To: ontolog-forum@xxxxxxxxxxxxxxxx
From: "John F. Sowa" <sowa@xxxxxxxxxxx>
Date: Wed, 03 Aug 2011 23:04:01 -0400
Message-id: <4E3A0C21.9010000@xxxxxxxxxxx>
Dear Matthew,    (01)

> JFS: But any information about the future that "seems" to come from
> an extensional analysis of some 4D region is always derivable
> from the intensional specifications that determine or predict
> those possible worlds (or those spatio-temporal regions).    (02)

> MW: Yes, and any information about the future that "seems" to arise from
> intensional specifications is actually a possible world or some part of one.    (03)

I'm happy with the word "yes", and I'd like to stop at that point.    (04)

But using the word "actually" with possible worlds seems to suggest
that they're actual.  If you want to use them as a Gedanken experiment
or heuristic to stimulate the imagination, I can't complain.  But I
would claim that they can always be eliminated.    (05)

> MW: Well I spent 30 years working for Shell, an organization that lived and
> thrived by creating plans and then executing them. My usage is just how I
> found the word being used there.    (06)

I have some doubts about the last sentence.  People can work together
successfully for 30 years and have surprisingly different thoughts
about their subject when you start probing (along the lines we have
been doing in this thread).    (07)

I would really like to see a quotation from some report at Shell
that supports the claim "just how I found the word being used there".    (08)

> MW: I've spent enough of my working life doing planning that I know full
> well that you have not produced a plan that anyone will accept as such when
> you have done no more than state the boundary conditions. Only when you have
> produced a solution that satisfies those boundary conditions do you have
> something a budget holder would sign of as a plan.    (09)

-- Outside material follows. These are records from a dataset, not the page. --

// test_level.rs — hand-built levels and a recording GameRules for tests

use crate::p_ctx::{GameRules, PlayConfig, PlayCtx};
use crate::p_level::{
    Level, LevelData, LineFlags, MapLine, MapSector, MapSide, Node, NodeChild, Subsector, Vertex,
};
use crate::p_local::*;
use crate::p_mobj::{Mobj, MobjFlags, MobjId, SpawnZ};

pub(crate) const fn fx(n: i32) -> Fixed {
    n << FRACBITS
}

pub(crate) struct LevelBuilder {
    pub data: LevelData,
}

impl LevelBuilder {
    /// No sky unless a test sets `skyflatnum`.
    pub fn new() -> Self {
        Self {
            data: LevelData {
                skyflatnum: -1,
                ..Default::default()
            },
        }
    }

    pub fn sector(&mut self, floor: i32, ceiling: i32) -> usize {
        self.data.sectors.push(MapSector {
            floorheight: fx(floor),
            ceilingheight: fx(ceiling),
            ..Default::default()
        });
        self.data.sectors.len() - 1
    }

    fn vertex(&mut self, x: i32, y: i32) -> usize {
        self.data.vertexes.push(Vertex { x: fx(x), y: fx(y) });
        self.data.vertexes.len() - 1
    }

    fn side(&mut self, sector: usize) -> usize {
        self.data.sides.push(MapSide { sector });
        self.data.sides.len() - 1
    }

    /// A wall with `sector` on its right.
    pub fn one_sided(&mut self, x1: i32, y1: i32, x2: i32, y2: i32, sector: usize) -> usize {
        let v1 = self.vertex(x1, y1);
        let v2 = self.vertex(x2, y2);
        let front = self.side(sector);
        self.data.lines.push(MapLine {
            v1,
            v2,
            flags: LineFlags::BLOCKING,
            sidenum: [Some(front), None],
            ..Default::default()
        });
        self.data.lines.len() - 1
    }

    pub fn two_sided(
        &mut self,
        x1: i32,
        y1: i32,
        x2: i32,
        y2: i32,
        front: usize,
        back: usize,
    ) -> usize {
        let v1 = self.vertex(x1, y1);
        let v2 = self.vertex(x2, y2);
        let fs = self.side(front);
        let bs = self.side(back);
        self.data.lines.push(MapLine {
            v1,
            v2,
            flags: LineFlags::TWOSIDED,
            sidenum: [Some(fs), Some(bs)],
            ..Default::default()
        });
        self.data.lines.len() - 1
    }

    pub fn special(&mut self, line: usize, special: i32) {
        self.data.lines[line].special = special;
    }

    /// Four walls facing inward.
    pub fn room(&mut self, x0: i32, y0: i32, x1: i32, y1: i32, sector: usize) {
        self.one_sided(x0, y0, x0, y1, sector);
        self.one_sided(x0, y1, x1, y1, sector);
        self.one_sided(x1, y1, x1, y0, sector);
        self.one_sided(x1, y0, x0, y0, sector);
    }

    pub fn subsector(&mut self, sector: usize) -> usize {
        self.data.subsectors.push(Subsector { sector });
        self.data.subsectors.len() - 1
    }

    pub fn node(&mut self, x: i32, y: i32, dx: i32, dy: i32, front: NodeChild, back: NodeChild) -> usize {
        self.data.nodes.push(Node {
            x: fx(x),
            y: fx(y),
            dx: fx(dx),
            dy: fx(dy),
            children: [front, back],
        });
        self.data.nodes.len() - 1
    }

    /// Load with a built blockmap. Without explicit leaves the whole level
    /// is one subsector of sector 0.
    pub fn build(mut self) -> Level {
        if self.data.subsectors.is_empty() {
            self.data.subsectors.push(Subsector { sector: 0 });
        }
        match Level::load(self.data, true, false) {
            Ok(level) => level,
            Err(e) => panic!("test level failed to load: {}", e),
        }
    }

    /// A square room of one sector, `size` units on a side.
    pub fn open_room(x: i32, y: i32, size: i32, floor: i32, ceiling: i32) -> Level {
        let mut b = LevelBuilder::new();
        let s = b.sector(floor, ceiling);
        b.room(x, y, x + size, y + size, s);
        b.build()
    }
}

pub(crate) fn ctx_for(level: Level) -> PlayCtx {
    PlayCtx::new(level, PlayConfig::default())
}

/// Spawn a 56 unit tall actor on the floor.
pub(crate) fn spawn(ctx: &mut PlayCtx, x: i32, y: i32, radius: i32, flags: MobjFlags) -> MobjId {
    let mobj = Mobj::new(fx(x), fx(y), fx(radius), fx(56), flags);
    ctx.spawn_mobj(mobj, SpawnZ::OnFloor)
}

#[derive(Clone, Debug, PartialEq, Eq)]
pub(crate) enum Event {
    Cross { line: usize, side: usize, thing: MobjId },
    Shoot { line: usize, thing: MobjId },
    Use { line: usize, side: usize, thing: MobjId },
    UseBlocked(MobjId),
    Touch { special: MobjId, toucher: MobjId },
    Damage { target: MobjId, inflictor: Option<MobjId>, source: Option<MobjId>, damage: i32 },
    SkullSlam(MobjId),
    Puff { x: Fixed, y: Fixed, z: Fixed },
    Blood { x: Fixed, y: Fixed, z: Fixed, damage: i32 },
    Gibs(MobjId),
    Removed(MobjId),
    CrushBlood(MobjId),
    Explode(MobjId),
    Spawned(MobjId),
}

/// Records every hook call. Sight and damage rolls are fixed by the test,
/// and so is how the hooks change the world.
pub(crate) struct Recorder {
    pub events: Vec<Event>,
    pub sight: bool,
    pub impact: i32,
    pub telefrag: bool,
    pub immune: Vec<MobjId>,
    /// Crossing a special line removes the crosser.
    pub remove_on_cross: bool,
    /// Crossing a special line teleports the crosser here.
    pub cross_moves_to: Option<(Fixed, Fixed)>,
    /// Touching a special thing picks it up.
    pub remove_on_touch: bool,
    /// Touching a special thing removes the toucher.
    pub remove_toucher: bool,
    /// Damage kills and removes the target.
    pub remove_on_damage: bool,
    /// Damage drops a small non-solid actor where the target stands.
    pub spawn_on_damage: bool,
    /// Exploding missiles are removed at once.
    pub remove_on_explode: bool,
}

impl Recorder {
    pub fn new() -> Self {
        Self {
            events: Vec::new(),
            sight: true,
            impact: 10,
            telefrag: false,
            immune: Vec::new(),
            remove_on_cross: false,
            cross_moves_to: None,
            remove_on_touch: false,
            remove_toucher: false,
            remove_on_damage: false,
            spawn_on_damage: false,
            remove_on_explode: false,
        }
    }

    fn remove(&mut self, ctx: &mut PlayCtx, thing: MobjId) {
        if ctx.remove_mobj(thing).is_some() {
            self.events.push(Event::Removed(thing));
        }
    }

    pub fn damage_to(&self, target: MobjId) -> Vec<i32> {
        self.events
            .iter()
            .filter_map(|e| match e {
                Event::Damage { target: t, damage, .. } if *t == target => Some(*damage),
                _ => None,
            })
            .collect()
    }
}

impl GameRules for Recorder {
    fn cross_special_line(&mut self, ctx: &mut PlayCtx, line: usize, side: usize, thing: MobjId) {
        self.events.push(Event::Cross { line, side, thing });
        if let Some((x, y)) = self.cross_moves_to {
            ctx.unset_thing_position(thing);
            ctx.mobjs[thing].x = x;
            ctx.mobjs[thing].y = y;
            ctx.set_thing_position(thing);
        }
        if self.remove_on_cross {
            self.remove(ctx, thing);
        }
    }

    fn shoot_special_line(&mut self, _ctx: &mut PlayCtx, thing: MobjId, line: usize) {
        self.events.push(Event::Shoot { line, thing });
    }

    fn use_special_line(&mut self, _ctx: &mut PlayCtx, thing: MobjId, line: usize, side: usize) {
        self.events.push(Event::Use { line, side, thing });
    }

    fn use_blocked(&mut self, _ctx: &mut PlayCtx, thing: MobjId) {
        self.events.push(Event::UseBlocked(thing));
    }

    fn touch_special_thing(&mut self, ctx: &mut PlayCtx, special: MobjId, toucher: MobjId) {
        self.events.push(Event::Touch { special, toucher });
        if self.remove_on_touch {
            self.remove(ctx, special);
        }
        if self.remove_toucher {
            self.remove(ctx, toucher);
        }
    }

    fn damage_mobj(
        &mut self,
        ctx: &mut PlayCtx,
        target: MobjId,
        inflictor: Option<MobjId>,
        source: Option<MobjId>,
        damage: i32,
    ) {
        let Some(m) = ctx.mobjs.get_mut(target) else { return };
        m.health -= damage;
        let (x, y) = (m.x, m.y);
        self.events.push(Event::Damage { target, inflictor, source, damage });
        if self.spawn_on_damage {
            let drop = ctx.spawn_mobj(Mobj::new(x, y, fx(4), fx(4), MobjFlags::empty()), SpawnZ::OnFloor);
            self.events.push(Event::Spawned(drop));
        }
        if self.remove_on_damage {
            self.remove(ctx, target);
        }
    }

    fn impact_damage(&mut self, _ctx: &mut PlayCtx, _attacker: MobjId) -> i32 {
        self.impact
    }

    fn skull_slam_finished(&mut self, _ctx: &mut PlayCtx, skull: MobjId) {
        self.events.push(Event::SkullSlam(skull));
    }

    fn explode_missile(&mut self, ctx: &mut PlayCtx, missile: MobjId) {
        self.events.push(Event::Explode(missile));
        if self.remove_on_explode {
            self.remove(ctx, missile);
        } else if let Some(m) = ctx.mobjs.get_mut(missile) {
            m.momx = 0;
            m.momy = 0;
            m.momz = 0;
        }
    }

    fn spawn_puff(&mut self, _ctx: &mut PlayCtx, x: Fixed, y: Fixed, z: Fixed) {
        self.events.push(Event::Puff { x, y, z });
    }

    fn spawn_blood(&mut self, _ctx: &mut PlayCtx, x: Fixed, y: Fixed, z: Fixed, damage: i32) {
        self.events.push(Event::Blood { x, y, z, damage });
    }

    fn crush_gibs(&mut self, _ctx: &mut PlayCtx, thing: MobjId) {
        self.events.push(Event::Gibs(thing));
    }

    fn remove_mobj(&mut self, ctx: &mut PlayCtx, thing: MobjId) {
        self.events.push(Event::Removed(thing));
        ctx.remove_mobj(thing);
    }

    fn crush_blood(&mut self, _ctx: &mut PlayCtx, thing: MobjId) {
        self.events.push(Event::CrushBlood(thing));
    }

    fn check_sight(&mut self, _ctx: &mut PlayCtx, _looker: MobjId, _target: MobjId) -> bool {
        self.sight
    }

    fn radius_immune(&self, _ctx: &PlayCtx, thing: MobjId) -> bool {
        self.immune.contains(&thing)
    }

    fn monsters_telefrag(&self, _ctx: &PlayCtx, _thing: MobjId) -> bool {
        self.telefrag
    }
}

I agree.  But the method of deriving the intermediate steps develops
a partially ordered set of subgoals.  A PERT chart, for example, shows
all the steps and subgoals.  When you get to the lowest level details,
there is almost no difference between an imperative command (action
type) and a precondition-postcondition declaration.  You can have
a one-to-one correspondence.    (010)

John    (011)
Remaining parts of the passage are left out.